In 1975, there was a significant community in Los Angeles of folks who created comic books, comic strips and related forms of print media…but who did not know one another all that well. They didn't meet at "the office" because they all worked through different offices, often in other states. They didn't meet a lot at comic conventions because there weren't many of them and most professionals did not attend the ones that existed. It just felt like there was a void there.

I occasionally had dinner with two friends at a Numero Uno pizzeria on La Cienega Boulevard…within walking distance of where I then lived. One was Don Rico, a comic book writer, artist and editor whose credits stretched from 1939 until the present day. The other was Sergio Aragonés, then best known for his work for MAD magazine. It was over one of those dinners that we got the idea to start a kind of social club for local professionals in the field.

I think — I can't swear to this but I think — the impetus for this idea was me complaining about so many people in the field calling and asking, "Do you know a good letterer?" or "Where's a cheap place to buy art supplies?" Calls like that. Regardless of the flash point, I recall — and may still have somewhere — a Numero Uno paper placemat with Sergio doodles on it and me writing out possible names for the organization. We settled on "The Comic Arts Professional Society" or CAPS for short. In July of that year, we held an organizational meeting at a "street church" on Hollywood Boulevard that Don Rico and his family sometimes attended.

They had a community room that was available to just about any group and that would donate any amount to the church. I went up there and gave them $40 and the minister was delighted. He penciled us in on his calendar between two other groups that met there. One was "Alcoholics Without Partners" and the other was "The Lesbian Softball Team." I may have those adjectives reversed but I saw him write "Comic book artists" on the calendar and I wondered if someone was going to think, "Well, now you're letting some weird fringe group meet here!"

The first meeting was a success. The moment I most recall was when a fellow who'd been writing comic books for Western Publishing met an artist who'd been drawing his scripts…for something like twenty years. It was the first time they ever met.

CAPS had monthly meetings thereafter. It kept changing where it met. It kept changing who ran it. I was President for a while, Sergio was President for a while, Don was President for a while. Members came and went including Jack Kirby, Alex Toth, Milton Caniff, Dan Spiegle, Roger Armstrong, Don R. Christensen, Alfredo Alcala, Stan Sakai, Steve Gerber, Roy Thomas, Rick Hoberg, Dave Stevens, William Stout, Christy Marx, Willie Ito, Scott Shaw!, Jerry Eisenberg, Tom Luth and I shouldn't have started this list because I'm leaving out several hundred people. Quite a few were folks who made very good livings in their field but whose names you might not know.

The focus of the group changed a lot over the years. At one point, I was very unhappy with some of the things some current leadership was doing and I resigned. Sergio resigned almost every month for a time there but I don't think anyone knew it because he kept attending meetings.

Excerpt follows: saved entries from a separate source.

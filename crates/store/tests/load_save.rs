//! End-to-end load → mutate → save against a fake Steam install.

use std::fs;
use std::path::PathBuf;

use steamconf_steam::vdf::{decode_table, encode_table};
use steamconf_steam::{FileKind, MemoryRegistry, Node, Paths, Platform, RegistryStore, Table, text_vdf};
use steamconf_store::{ConfigManager, ConfigStore, LoadOptions, StoreError, apply_setting};

const ID64: &str = "76561198067577712";
const SHORT_ID: &str = "107311984";

const LOGIN_USERS: &str = "\"users\"
{
\t\"76561198067577712\"
\t{
\t\t\"AccountName\"\t\t\"gabe\"
\t\t\"PersonaName\"\t\t\"Gabe\"
\t\t\"MostRecent\"\t\t\"1\"
\t}
}
";

struct Install {
    _dir: tempfile::TempDir,
    root: PathBuf,
}

impl Install {
    fn new() -> Self {
        let dir = tempfile::tempdir().unwrap();
        let root = dir.path().join("steam");
        let install = Self { _dir: dir, root };

        install.write("config/config.vdf", "\"InstallConfigStore\"\n{\n\t\"x\"\t\t\"1\"\n}\n");
        install.write("config/loginusers.vdf", LOGIN_USERS);
        install.write(
            "../registry.vdf",
            "\"Registry\" { \"HKCU\" { \"Software\" { \"Valve\" { \"Steam\" { \"language\" \"english\" } } } } }",
        );
        install.write(
            &format!("userdata/{SHORT_ID}/7/remote/sharedconfig.vdf"),
            "\"UserRoamingConfigStore\" { \"Web\" { \"a\" \"1\" } }",
        );
        install.write(
            &format!("userdata/{SHORT_ID}/config/localconfig.vdf"),
            "\"UserLocalConfigStore\" { \"friends\" { \"PersonaStateDesired\" \"1\" } \"LastInstallFolderIndex\" \"0\" }",
        );
        install.write_bytes(&format!("userdata/{SHORT_ID}/config/shortcuts.vdf"), &shortcuts_bytes());
        install.write(
            "steamapps/libraryfolders.vdf",
            "\"libraryfolders\" { \"TimeNextStatsReport\" \"1\" \"ContentStatsID\" \"2\" }",
        );
        install
    }

    fn path(&self, rel: &str) -> PathBuf {
        self.root.join(rel)
    }

    fn write(&self, rel: &str, text: &str) {
        self.write_bytes(rel, text.as_bytes());
    }

    fn write_bytes(&self, rel: &str, data: &[u8]) {
        let path = self.path(rel);
        fs::create_dir_all(path.parent().unwrap()).unwrap();
        fs::write(path, data).unwrap();
    }

    fn manager(&self) -> ConfigManager {
        ConfigManager::new(Paths::with_platform(&self.root, Platform::Linux))
    }

    fn read_tree(&self, rel: &str) -> Table {
        text_vdf::parse(&fs::read_to_string(self.path(rel)).unwrap()).unwrap()
    }
}

fn shortcuts_bytes() -> Vec<u8> {
    let mut tags = Table::new();
    tags.insert("0".into(), Node::from("favorite"));

    let mut entry = Table::new();
    entry.insert("appid".into(), Node::Int32(-1_234_567));
    entry.insert("AppName".into(), Node::from("Emulator"));
    entry.insert("IsHidden".into(), Node::Int32(0));
    entry.insert("LastPlayTime".into(), Node::Int32(0));
    entry.insert("tags".into(), Node::Table(tags));

    let mut shortcuts = Table::new();
    shortcuts.insert("0".into(), Node::Table(entry));
    let mut root = Table::new();
    root.insert("shortcuts".into(), Node::Table(shortcuts));
    encode_table(&root)
}

fn manifest(id: &str, name: &str) -> String {
    format!("\"AppState\"\n{{\n\t\"appid\"\t\t\"{id}\"\n\t\"name\"\t\t\"{name}\"\n}}\n")
}

fn app_ids(store: &ConfigStore) -> Vec<String> {
    store.apps.iter().filter_map(|a| a.app_id()).collect()
}

#[tokio::test]
async fn user_kinds_load_regardless_of_requested_order() {
    let install = Install::new();
    let manager = install.manager();
    let mut store = ConfigStore::new();

    manager
        .load(&mut store, &[FileKind::SharedConfig, FileKind::LoginUsers])
        .await
        .unwrap();

    let user = &store.users[ID64];
    assert_eq!(user.account_id, SHORT_ID);
    let shared = user.sharedconfig.as_ref().unwrap();
    assert!(shared["UserRoamingConfigStore"].get("Web").is_some());
}

#[tokio::test]
async fn save_merges_over_disk_copy() {
    let install = Install::new();
    install.write("config/config.vdf", "\"x\" \"1\"\n\"y\" \"2\"\n");
    let manager = install.manager();
    let mut store = ConfigStore::new();
    manager.load(&mut store, &[FileKind::Config]).await.unwrap();

    store.config = Some(text_vdf::parse("\"y\" \"3\" \"z\" \"4\"").unwrap());
    manager.save(&mut store, &[FileKind::Config]).await.unwrap();

    let expected = text_vdf::parse("\"x\" \"1\" \"y\" \"3\" \"z\" \"4\"").unwrap();
    assert_eq!(install.read_tree("config/config.vdf"), expected);
    assert_eq!(store.config, Some(expected));
}

#[tokio::test]
async fn app_folders_append_with_latest_copy_winning() {
    let install = Install::new();
    let a = install.path("libA/steamapps");
    let b = install.path("libB/steamapps");
    install.write("libA/steamapps/appmanifest_100.acf", &manifest("100", "Hundred"));
    install.write("libA/steamapps/appmanifest_200.acf", &manifest("200", "Old"));
    install.write("libB/steamapps/appmanifest_200.acf", &manifest("200", "New"));
    install.write("libB/steamapps/appmanifest_300.acf", &manifest("300", "Three"));

    let manager = install.manager();
    let mut store = ConfigStore::new();
    manager.load_apps(&mut store, &a, false).await.unwrap();
    manager.load_apps(&mut store, &b, true).await.unwrap();

    assert_eq!(app_ids(&store), vec!["100", "200", "300"]);
    assert_eq!(store.apps[1].library, b);
}

#[tokio::test]
async fn load_all_apps_walks_every_library() {
    let install = Install::new();
    let extra = install.path("../games");
    install.write(
        "steamapps/libraryfolders.vdf",
        &format!(
            "\"libraryfolders\" {{ \"0\" {{ \"path\" \"{}\" }} \"1\" {{ \"path\" \"{}\" }} }}",
            install.root.display(),
            extra.display()
        ),
    );
    install.write("steamapps/appmanifest_10.acf", &manifest("10", "Ten"));
    install.write("../games/steamapps/appmanifest_20.acf", &manifest("20", "Twenty"));

    let manager = install.manager();
    let mut store = ConfigStore::new();
    assert_eq!(manager.load_all_apps(&mut store).await.unwrap(), 2);
    assert_eq!(app_ids(&store), vec!["10", "20"]);
}

#[tokio::test]
async fn save_apps_writes_each_manifest() {
    let install = Install::new();
    install.write("steamapps/appmanifest_10.acf", &manifest("10", "Ten"));
    let manager = install.manager();
    let mut store = ConfigStore::new();
    manager.load(&mut store, &[FileKind::AppManifests]).await.unwrap();

    if let Some(Node::Table(state)) = store.apps[0].data.get_mut("AppState") {
        state.insert("name".into(), Node::from("Renamed"));
    }
    manager.save_apps(&mut store).await.unwrap();

    let tree = install.read_tree("steamapps/appmanifest_10.acf");
    assert_eq!(tree["AppState"].get("name"), Some(&Node::from("Renamed")));

    fs::remove_file(install.path("steamapps/appmanifest_10.acf")).unwrap();
    let err = manager.save_apps(&mut store).await.unwrap_err();
    assert!(matches!(err, StoreError::NotFound { .. }));
}

#[tokio::test]
async fn library_folders_lose_stats_noise() {
    let install = Install::new();
    let manager = install.manager();
    let mut store = ConfigStore::new();
    manager.load(&mut store, &[FileKind::LibraryFolders]).await.unwrap();
    let folders = store.libraryfolders.as_ref().unwrap()["libraryfolders"]
        .as_table()
        .unwrap();
    assert!(folders.is_empty());
}

#[tokio::test]
async fn shortcuts_round_trip_through_save() {
    let install = Install::new();
    let manager = install.manager();
    let mut store = ConfigStore::new();
    manager
        .load(&mut store, &[FileKind::Shortcuts, FileKind::LoginUsers])
        .await
        .unwrap();

    let shortcuts = store.users[ID64].shortcuts.as_ref().unwrap();
    let entry = shortcuts["shortcuts"].get("0").unwrap();
    assert_eq!(entry.get("IsHidden"), Some(&Node::Bool(false)));
    assert_eq!(entry.get("LastPlayTime"), Some(&Node::from("Never")));
    assert_eq!(entry.get("tags"), Some(&Node::List(vec![Node::from("favorite")])));

    manager.save(&mut store, &[FileKind::Shortcuts]).await.unwrap();
    let on_disk = fs::read(install.path(&format!("userdata/{SHORT_ID}/config/shortcuts.vdf"))).unwrap();
    assert_eq!(on_disk, shortcuts_bytes());
    assert!(decode_table(&on_disk).is_ok());
}

#[tokio::test]
async fn setting_edit_persists() {
    let install = Install::new();
    let manager = install.manager();
    let mut store = ConfigStore::new();
    manager
        .load(&mut store, &[FileKind::LocalConfig, FileKind::LoginUsers])
        .await
        .unwrap();

    let user = store.users.get_mut(ID64).unwrap();
    let mut tree = Node::Table(user.localconfig.take().unwrap());
    apply_setting(&mut tree, "PersonaStateDesired", "3").unwrap();
    if let Node::Table(t) = tree {
        user.localconfig = Some(t);
    }
    manager.save(&mut store, &[FileKind::LocalConfig]).await.unwrap();

    let tree = install.read_tree(&format!("userdata/{SHORT_ID}/config/localconfig.vdf"));
    assert_eq!(
        tree["UserLocalConfigStore"].get("friends").and_then(|f| f.get("PersonaStateDesired")),
        Some(&Node::from("3"))
    );
}

#[tokio::test]
async fn registry_file_on_linux_layout() {
    let install = Install::new();
    let manager = install.manager();
    let mut store = ConfigStore::new();
    manager.load(&mut store, &[FileKind::Registry]).await.unwrap();
    let tree = Node::Table(store.registry.unwrap());
    assert_eq!(
        steamconf_steam::dot_get(&tree, "Registry.HKCU.Software.Valve.Steam.language"),
        Some(&Node::from("english"))
    );
}

#[tokio::test]
async fn registry_save_goes_through_registry_store() {
    let install = Install::new();
    let registry = std::sync::Arc::new(MemoryRegistry::with_values([
        ("language", Node::from("english")),
        ("SkinV4", Node::from("Default")),
    ]));

    struct Shared(std::sync::Arc<MemoryRegistry>);
    impl RegistryStore for Shared {
        fn get_value(&self, name: &str) -> Result<Option<Node>, steamconf_steam::SteamError> {
            self.0.get_value(name)
        }
        fn set_value(&self, name: &str, value: &Node) -> Result<(), steamconf_steam::SteamError> {
            self.0.set_value(name, value)
        }
    }

    let manager = ConfigManager::new(Paths::with_platform(&install.root, Platform::Windows))
        .with_registry(Box::new(Shared(registry.clone())));
    let mut store = ConfigStore::new();
    manager.load(&mut store, &[FileKind::Registry]).await.unwrap();

    let mut tree = Node::Table(store.registry.take().unwrap());
    apply_setting(&mut tree, "language", "german").unwrap();
    if let Node::Table(t) = tree {
        store.registry = Some(t);
    }
    manager.save(&mut store, &[FileKind::Registry]).await.unwrap();

    assert_eq!(registry.get_value("language").unwrap(), Some(Node::from("german")));
    assert_eq!(registry.get_value("SkinV4").unwrap(), Some(Node::from("Default")));
}

#[tokio::test]
async fn strip_on_load_prunes_config() {
    let install = Install::new();
    let manager = install.manager().with_options(LoadOptions {
        strip_on_load: true,
        append_apps: false,
    });
    let mut store = ConfigStore::new();
    manager.load(&mut store, &[FileKind::Config]).await.unwrap();
    let config = store.config.unwrap();
    assert!(config["InstallConfigStore"].as_table().unwrap().is_empty());
}

#[tokio::test]
async fn missing_file_is_not_found_on_save() {
    let install = Install::new();
    let manager = install.manager();
    let mut store = ConfigStore::new();
    manager.load(&mut store, &[FileKind::Config]).await.unwrap();
    fs::remove_file(install.path("config/config.vdf")).unwrap();

    let err = manager.save(&mut store, &[FileKind::Config]).await.unwrap_err();
    assert!(matches!(err, StoreError::NotFound { .. }));
}

#[tokio::test]
async fn login_users_save_requires_a_loaded_list() {
    let install = Install::new();
    let manager = install.manager();
    let mut store = ConfigStore::new();

    let err = manager.save(&mut store, &[FileKind::LoginUsers]).await.unwrap_err();
    assert!(matches!(err, StoreError::NotLoaded(FileKind::LoginUsers)));
    assert_eq!(
        fs::read_to_string(install.path("config/loginusers.vdf")).unwrap(),
        LOGIN_USERS
    );

    manager.load(&mut store, &[FileKind::LoginUsers]).await.unwrap();
    manager.save(&mut store, &[FileKind::LoginUsers]).await.unwrap();
    let users = install.read_tree("config/loginusers.vdf");
    let entry = users["users"].get(ID64).unwrap();
    assert_eq!(entry.get("AccountName"), Some(&Node::from("gabe")));
}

There were banquets and awards and projects and I remember some meetings being a lot of fun and others having some angry disputes.

I will probably tell more stories about CAPS in the future but, as you may have figured out from the subject line, this is an obit. I've received an e-mail from someone in the current leadership (someone I don't think I know) saying, in part…

CAPS is ending. There's a lot of reasons for this decision but the most prominent ones are the clear ones — Leadership has not been good and participation has been waning for some time. With the most recent update of the current president stepping down, the board had a discussion and found that no one would like to take the position, so we found it best to thank everyone for being a member but to dissolve the organization by the end of this year (2024.)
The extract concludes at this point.